(Saved entries)

#[derive(Parser)]
#[command(
    name = "jsonable",
    version,
    about = "Decode JSON documents against record descriptor tables",
    help_template = r#"{about-with-newline}
{before-help}USAGE
  {usage}

COMMANDS
{subcommands}

OPTIONS
{options}

{after-help}
"#,
    long_about = None,
    before_help = r#"A schema file declares record types: fields with a name and a kind
(integer, enum, fixed_string, owned_string, record, embedded, array).

Mental model:
  - `describe` shows the resolved descriptor tables
  - `decode` decodes a document, re-encodes it, and releases it
  - `check` only validates a document against a type
"#,
    after_help = r#"EXAMPLES
  $ jsonable describe types.json
  $ jsonable decode types.json --type scalars '{"a": 500, "e": 1, "string": "hello"}'
  $ cat doc.json | jsonable check types.json --type nested_var_list -

ENVIRONMENT
  JSONABLE_LOG           log filter (default: warn)
  JSONABLE_MAX_DEPTH     nesting limit for decoding (default: 128)
  JSONABLE_STRICT_ENUMS  reject undeclared enum codes (1/true)"#,
    arg_required_else_help = true,
    disable_help_subcommand = false
)]
struct Cli {
    #[arg(long, global = true, help = "Maximum record nesting depth while decoding")]
    max_depth: Option<usize>,
    #[arg(long, global = true, help = "Reject enum codes that are not declared members")]
    strict_enums: bool,
    #[arg(short, long, global = true, help = "Log engine activity to stderr")]
    verbose: bool,
    #[arg(
        long,
        global = true,
        default_value = "auto",
        value_enum,
        help = "Colorize stderr diagnostics: auto|always|never"
    )]
    color: ColorMode,

    #[command(subcommand)]
    command: Command,
}

#[derive(Copy, Clone, Debug, ValueEnum)]
enum ColorMode {
    Auto,
    Always,
    Never,
}

impl ColorMode {
    fn use_color(self, is_tty: bool) -> bool {
        match self {
            ColorMode::Auto => is_tty,
            ColorMode::Always => true,
            ColorMode::Never => false,
        }
    }
}

#[derive(Subcommand)]
enum Command {
    #[command(
        about = "Print the resolved descriptor tables of a schema file",
        after_help = r#"EXAMPLES
  $ jsonable describe types.json"#
    )]
    Describe {
        #[arg(help = "Schema file path", value_hint = ValueHint::FilePath)]
        schema: PathBuf,
        #[arg(long = "type", help = "Only describe this record type")]
        type_name: Option<String>,
    },
    #[command(
        about = "Decode a document, re-encode it, and release it",
        long_about = r#"Decode a JSON document into a record of the given type.

Prints the re-encoded value and the number of owned strings, records and
arrays the release walk freed."#,
        after_help = r#"EXAMPLES
  $ jsonable decode types.json --type scalars '{"a": 1}'
  $ jsonable decode types.json --type var_list doc.json"#
    )]
    Decode {
        #[arg(help = "Schema file path", value_hint = ValueHint::FilePath)]
        schema: PathBuf,
        #[arg(long = "type", help = "Record type to decode into")]
        type_name: String,
        #[arg(help = "Inline JSON, a file path, or - for stdin (default: stdin)")]
        input: Option<String>,
    },
    #[command(
        about = "Validate a document against a record type",
        after_help = r#"EXAMPLES
  $ jsonable check types.json --type scalars doc.json"#
    )]
    Check {
        #[arg(help = "Schema file path", value_hint = ValueHint::FilePath)]
        schema: PathBuf,
        #[arg(long = "type", help = "Record type to decode into")]
        type_name: String,
        #[arg(help = "Inline JSON, a file path, or - for stdin (default: stdin)")]
        input: Option<String>,
    },
    #[command(about = "Generate shell completions")]
    Completion {
        #[arg(value_enum)]
        shell: Shell,
    },
}

fn load_schema(path: &Path) -> Result<Schema, Error> {
    let raw = std::fs::read_to_string(path).map_err(|err| io_error(err, path))?;
    Schema::from_str(&raw).map_err(|err| {
        let hint = err
            .hint()
            .map(|hint| format!("{hint} (schema: {})", path.display()))
            .unwrap_or_else(|| format!("Check schema file {}.", path.display()));
        err.with_hint(hint)
    })
}

// Inline JSON wins when the argument looks like a document; otherwise it is a path.
fn read_input(input: Option<&str>) -> Result<String, Error> {
    match input {
        None | Some("-") => {
            let mut raw = String::new();
            io::stdin()
                .read_to_string(&mut raw)
                .map_err(|err| {
                    Error::new(ErrorKind::Io)
                        .with_message("failed to read stdin")
                        .with_source(err)
                })?;
            Ok(raw)
        }
        Some(text) if looks_inline(text) => Ok(text.to_string()),
        Some(path) => {
            let path = Path::new(path);
            std::fs::read_to_string(path).map_err(|err| io_error(err, path))
        }
    }
}

fn looks_inline(text: &str) -> bool {
    matches!(text.trim_start().as_bytes().first(), Some(b'{' | b'['))
}

fn io_error(err: io::Error, path: &Path) -> Error {
    let kind = if err.kind() == io::ErrorKind::NotFound {
        ErrorKind::NotFound
    } else {
        ErrorKind::Io
    };
    Error::new(kind)
        .with_message(format!("cannot read {}", path.display()))
        .with_source(err)
}

fn add_decode_hint(err: Error) -> Error {
    if err.hint().is_some() {
        return err;
    }
    let hint = match err.kind() {
        ErrorKind::DepthLimit => "Raise --max-depth (or JSONABLE_MAX_DEPTH) if the nesting is expected.",
        ErrorKind::BufferOverflow => "Fixed strings hold capacity - 1 bytes; shorten the value or raise the capacity.",
        ErrorKind::MissingField => "Only owned_string and record fields may be omitted.",
        ErrorKind::TypeMismatch | ErrorKind::ShapeMismatch => {
            "Run `jsonable describe` to see the expected field kinds."
        }
        _ => return err,
    };
    err.with_hint(hint)
}

fn emit_json(value: Value) {
    let pretty = io::stdout().is_terminal();
    let json = if pretty {
        serde_json::to_string_pretty(&value)
    } else {
        serde_json::to_string(&value)
    }
    .unwrap_or_else(|_| "{\"error\":\"json encode failed\"}".to_string());
    println!("{json}");
}

#[derive(Copy, Clone, Debug)]
enum AnsiColor {
    Red,
    Yellow,
}

fn colorize_label(label: &str, enabled: bool, color: AnsiColor) -> String {
    if !enabled {
        return label.to_string();
    }
    let code = match color {
        AnsiColor::Red => "31",
        AnsiColor::Yellow => "33",
    };
    format!("\u{1b}[{code}m{label}\u{1b}[0m")
}

fn emit_error(err: &Error, color_mode: ColorMode) {
    let is_tty = io::stderr().is_terminal();
    if is_tty {
        eprintln!("{}", error_text(err, color_mode.use_color(is_tty)));
        return;
    }

    let value = error_json(err);
    let json = serde_json::to_string(&value).unwrap_or_else(|_| {
        "{\"error\":{\"kind\":\"Internal\",\"message\":\"json encode failed\"}}".to_string()
    });
    eprintln!("{json}");
}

* **WORK ORDER**:
In the entries above, locate every line with the word "shell" and copy it.

* **RESPONSE TO THE EXERCISE**:
    #[command(about = "Generate shell completions")]
        shell: Shell,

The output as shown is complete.